Start of Block

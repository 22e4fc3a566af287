//! Fields synthesized from other fields on every merge.
//!
//! Computed values are never stored in the session; they are rebuilt from the
//! merged flat data each time so they cannot go stale.

use serde_json::Value;

use invitation_domain::RawData;

use crate::{
    format::{format_event_date, DateFormatter},
    merge::text_value,
};

pub const COUPLE_NAMES_KEY: &str = "coupleNames";
pub const EVENT_DATE_KEY: &str = "eventDate";
pub const FOOTER_EVENT_DATE_KEY: &str = "footer_eventDate";
pub const COUPLE_NAMES_FALLBACK: &str = "Novio & Novia";

const GROOM_NAME_KEY: &str = "groom_name";
const BRIDE_NAME_KEY: &str = "bride_name";
const WEDDING_DATE_KEY: &str = "weddingDate";

struct ComputedField {
    key: &'static str,
    derive: fn(&RawData, &dyn DateFormatter) -> String,
}

const COMPUTED_FIELDS: [ComputedField; 3] = [
    ComputedField {
        key: COUPLE_NAMES_KEY,
        derive: derive_couple_names,
    },
    ComputedField {
        key: EVENT_DATE_KEY,
        derive: derive_event_date,
    },
    ComputedField {
        key: FOOTER_EVENT_DATE_KEY,
        derive: derive_footer_event_date,
    },
];

/// Writes every computed field into `data`, replacing previous values.
pub fn apply_computed_fields(data: &mut RawData, formatter: &dyn DateFormatter) {
    for field in &COMPUTED_FIELDS {
        let value = (field.derive)(data, formatter);
        data.insert(field.key.to_string(), Value::String(value));
    }
}

/// Joins the two names as `Groom & Bride`, keeping whichever is present when
/// one is blank.
pub fn couple_names(groom: &str, bride: &str) -> String {
    match (groom.trim(), bride.trim()) {
        ("", "") => COUPLE_NAMES_FALLBACK.to_string(),
        (name, "") | ("", name) => name.to_string(),
        (groom, bride) => format!("{groom} & {bride}"),
    }
}

fn derive_couple_names(data: &RawData, _: &dyn DateFormatter) -> String {
    couple_names(
        &text_value(data, GROOM_NAME_KEY),
        &text_value(data, BRIDE_NAME_KEY),
    )
}

fn derive_event_date(data: &RawData, formatter: &dyn DateFormatter) -> String {
    format_event_date(&text_value(data, WEDDING_DATE_KEY), formatter)
}

fn derive_footer_event_date(data: &RawData, formatter: &dyn DateFormatter) -> String {
    derive_event_date(data, formatter).to_uppercase()
}
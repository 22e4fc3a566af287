pub mod templates;

use std::sync::Once;

use tracing_subscriber::{fmt, EnvFilter};

static TRACING_INIT: Once = Once::new();

/// Levels applied on top of `RUST_LOG` for the workspace crates.
const DEFAULT_DIRECTIVES: [&str; 2] = ["invitation_studio=info", "invitation_core=info"];

/// Initializes the global tracing subscriber; logs go to stderr.
pub fn init_tracing() {
    TRACING_INIT.call_once(|| {
        fmt()
            .with_env_filter(default_filter())
            .with_writer(std::io::stderr)
            .init();
    });
}

fn default_filter() -> EnvFilter {
    DEFAULT_DIRECTIVES
        .iter()
        .filter_map(|directive| directive.parse().ok())
        .fold(EnvFilter::from_default_env(), EnvFilter::add_directive)
}

#[cfg(test)]
mod tests {
    use super::*;

    #[test]
    fn core_events_are_enabled_by_default() {
        let rendered = default_filter().to_string();
        for directive in DEFAULT_DIRECTIVES {
            assert!(rendered.contains(directive), "{directive} missing from {rendered}");
        }
    }
}
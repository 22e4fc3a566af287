use crate::cli::output::{self, section as output_section};
use crate::cli::commands::{CommandEntry, CommandTable};

pub fn print_overview(commands: &CommandTable) {
    output_section("Available commands");
    for entry in commands.entries() {
        output::info(format!("  {:<14} {}", entry.name, entry.description));
    }
    output::info("Use `help <command>` for details.");
}

pub fn print_command(entry: &CommandEntry) {
    output_section(format!("Help: {}", entry.name));
    output::info(format!("  Description: {}", entry.description));
    output::info(format!("  Usage: {}", entry.usage));
}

End of Block

Read the entries and show each line that mentions "DateFormatter".

    format::{format_event_date, DateFormatter},
    derive: fn(&RawData, &dyn DateFormatter) -> String,
pub fn apply_computed_fields(data: &mut RawData, formatter: &dyn DateFormatter) {
fn derive_couple_names(data: &RawData, _: &dyn DateFormatter) -> String {
fn derive_event_date(data: &RawData, formatter: &dyn DateFormatter) -> String {
fn derive_footer_event_date(data: &RawData, formatter: &dyn DateFormatter) -> String {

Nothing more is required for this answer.